▶ [PROBLEM REQUIREMENTS]
Only lines containing "redeal" belong in the answer, each copied from the entries below.

▶ [INPUT DATA]
|---|
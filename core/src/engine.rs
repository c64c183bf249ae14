use crate::document::{DocId, Document, FacetOption, FilterSelection};
use crate::filter::FilterEngine;
use crate::index::TextIndex;
use std::collections::{HashMap, HashSet};
use std::sync::Arc;

pub const DEFAULT_SUGGESTION_LIMIT: usize = 5;

/// Facade over the filter layer and the text index.
///
/// Built once from a corpus snapshot; replacing the corpus means building a
/// new engine. Memo caches are internal and synchronized, so an engine can be
/// shared across threads behind an `Arc`. They only grow: one entry per
/// distinct query string and per measured token pair.
pub struct SearchEngine {
    documents: Arc<[Document]>,
    by_id: HashMap<String, DocId>,
    filters: FilterEngine,
    text: TextIndex,
}

impl SearchEngine {
    pub fn new(documents: Vec<Document>) -> Self {
        let documents: Arc<[Document]> = documents.into();
        let by_id = (0..).zip(documents.iter()).map(|(i, d)| (d.id.clone(), i)).collect();
        let filters = FilterEngine::new(Arc::clone(&documents));
        let text = TextIndex::new(Arc::clone(&documents));
        tracing::info!(
            documents = documents.len(),
            vocabulary = text.vocabulary().len(),
            categories = filters.categories().len(),
            "search engine built"
        );
        Self { documents, by_id, filters, text }
    }

    /// Empty query and no active filter returns the corpus in ingestion order;
    /// every other call is filtered, text-narrowed and sorted by title.
    pub fn search(&self, query: &str, selection: &FilterSelection) -> Vec<&Document> {
        let filtering = self.filters.is_active(selection);
        if query.is_empty() && !filtering {
            return self.documents.iter().collect();
        }
        let scope: HashSet<DocId> = if filtering {
            self.filters.filter_documents(selection)
        } else {
            (0..).zip(self.documents.iter()).map(|(i, _)| i).collect()
        };
        tracing::debug!(query, filtering, scope = scope.len(), "search");
        self.text.search(query, &scope)
    }

    pub fn suggestions(&self, query: &str, limit: usize) -> Vec<String> {
        self.text.suggest(query, limit)
    }

    pub fn categories(&self) -> &[FacetOption] {
        self.filters.categories()
    }

    pub fn durations(&self) -> &[FacetOption] {
        self.filters.durations()
    }

    pub fn levels(&self) -> &[FacetOption] {
        self.filters.levels()
    }

    pub fn document(&self, id: &str) -> Option<&Document> {
        self.by_id.get(id).and_then(|i| self.documents.get(*i as usize))
    }

    pub fn documents(&self) -> &[Document] {
        &self.documents
    }

    pub fn len(&self) -> usize {
        self.documents.len()
    }

    pub fn is_empty(&self) -> bool {
        self.documents.is_empty()
    }
}
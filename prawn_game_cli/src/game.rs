use tracing::{info, warn};

use crate::catalog::{CardSet, Catalog, Filter, FilterSelection};
use crate::deck::{CurrentState, DeckPolicy, DeckSession};
use crate::logger::SessionLog;
use crate::rotation::{RosterSnapshot, TurnRotation};
use crate::shuffle::Randomizer;

#[derive(Copy, Clone, Debug, Default, Eq, PartialEq)]
pub enum FilterVariant {
    #[default]
    Categories,
    WildcardOnly,
}

#[derive(Copy, Clone, Debug, Default)]
pub struct GameSettings {
    pub policy: DeckPolicy,
    pub variant: FilterVariant,
}

#[derive(Copy, Clone, Debug, Eq, PartialEq)]
pub enum View {
    Setup,
    Playing,
}

const TABLE: &str = "table";

pub struct Game<R> {
    catalog: Catalog,
    filter: Filter,
    deck: DeckSession<R>,
    rotation: TurnRotation,
    view: View,
    log: SessionLog,
}

impl<R: Randomizer> Game<R> {
    pub fn new(settings: GameSettings, catalog: Catalog, rng: R) -> Self {
        let filter = match settings.variant {
            FilterVariant::Categories => Filter::Categories(FilterSelection::default()),
            FilterVariant::WildcardOnly => Filter::Wildcards { enabled: true },
        };
        Self {
            catalog,
            filter,
            deck: DeckSession::new(rng, settings.policy),
            rotation: TurnRotation::new(),
            view: View::Setup,
            log: SessionLog::new(),
        }
    }

    pub fn with_roster(mut self, roster: TurnRotation) -> Self {
        self.rotation = roster;
        self
    }

    fn actor(&self) -> String {
        self.rotation.current_participant().unwrap_or(TABLE).to_string()
    }

    fn record(&mut self, action: &str) {
        let actor = self.actor();
        self.log.record(&actor, action);
    }

    fn redeal(&mut self) {
        self.deck.initialize(self.catalog.eligible(&self.filter));
        self.log.start_deal(self.deck.generation());
    }

    pub fn can_start(&self) -> bool {
        !self.catalog.eligible(&self.filter).is_empty()
    }

    /// Deals and switches to play. Refused while nothing is eligible.
    pub fn start(&mut self) -> Option<CurrentState> {
        if !self.can_start() {
            warn!("start refused: no eligible prompts");
            return None;
        }
        self.redeal();
        self.rotation.reset();
        self.view = View::Playing;
        info!(players = self.rotation.participants().len(), "game started");
        Some(self.deck.snapshot())
    }

    pub fn open_setup(&mut self) {
        self.view = View::Setup;
    }

    fn filter_changed(&mut self, what: &str) {
        self.record(what);
        if self.view == View::Playing {
            info!(change = what, "filter changed mid-game, re-dealing");
            self.redeal();
        }
    }

    /// Returns false when `id` names no card set or the game uses the
    /// wildcard-only filter.
    pub fn toggle_card_set(&mut self, id: &str) -> bool {
        let Filter::Categories(selection) = &mut self.filter else {
            return false;
        };
        if !selection.toggle(id) {
            return false;
        }
        self.filter_changed(&format!("toggle {id}"));
        true
    }

    /// Returns false when the game filters by card set instead.
    pub fn set_wildcards(&mut self, on: bool) -> bool {
        match &mut self.filter {
            Filter::Wildcards { enabled } if *enabled != on => *enabled = on,
            Filter::Wildcards { .. } => return true,
            Filter::Categories(_) => return false,
        }
        self.filter_changed(if on { "wildcards on" } else { "wildcards off" });
        true
    }

    pub fn advance(&mut self) -> CurrentState {
        self.record("next");
        let had_card = self.deck.current().is_some();
        let before = self.deck.generation();
        let state = self.deck.advance();
        if self.deck.generation() != before {
            self.log.start_deal(self.deck.generation());
        }
        if had_card {
            self.rotation.advance_turn();
        }
        state
    }

    pub fn retreat(&mut self) -> CurrentState {
        if !self.deck.can_retreat() {
            return self.deck.snapshot();
        }
        self.record("prev");
        let state = self.deck.retreat();
        self.rotation.retreat_turn();
        state
    }

    pub fn flip(&mut self) -> CurrentState {
        self.record("flip");
        self.deck.toggle_reveal()
    }

    pub fn add_participant(&mut self, name: &str) -> Option<RosterSnapshot> {
        if !self.rotation.add_participant(name) {
            return None;
        }
        self.record(&format!("added {}", name.trim()));
        Some(self.rotation.snapshot())
    }

    pub fn remove_participant(&mut self, index: usize) -> Option<RosterSnapshot> {
        let removed = self.rotation.remove_participant(index)?;
        self.record(&format!("removed {removed}"));
        Some(self.rotation.snapshot())
    }

    pub fn move_participant(&mut self, from: usize, to: usize) -> Option<RosterSnapshot> {
        if !self.rotation.move_participant(from, to) {
            return None;
        }
        self.record(&format!("moved seat {} to {}", from + 1, to + 1));
        Some(self.rotation.snapshot())
    }

    pub fn shuffle_participants(&mut self) -> RosterSnapshot {
        self.rotation.shuffle_participants(self.deck.randomizer());
        self.record("shuffled players");
        self.rotation.snapshot()
    }

    pub fn current(&self) -> CurrentState {
        self.deck.snapshot()
    }

    pub fn remaining(&self) -> usize {
        self.deck.remaining_count()
    }

    pub fn can_retreat(&self) -> bool {
        self.deck.can_retreat()
    }

    pub fn card_sets(&self) -> &[CardSet] {
        match &self.filter {
            Filter::Categories(selection) => selection.sets(),
            Filter::Wildcards { .. } => &[],
        }
    }

    pub fn wildcards_enabled(&self) -> Option<bool> {
        match self.filter {
            Filter::Wildcards { enabled } => Some(enabled),
            Filter::Categories(_) => None,
        }
    }

    pub fn filter(&self) -> &Filter {
        &self.filter
    }

    pub fn deck(&self) -> &DeckSession<R> {
        &self.deck
    }

    pub fn rotation(&self) -> &TurnRotation {
        &self.rotation
    }

    pub fn view(&self) -> View {
        self.view
    }

    pub fn log(&self) -> &SessionLog {
        &self.log
    }
}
|---|
▶ [SOLUTION TO THIS TASK]
    fn redeal(&mut self) {
        self.redeal();
            self.redeal();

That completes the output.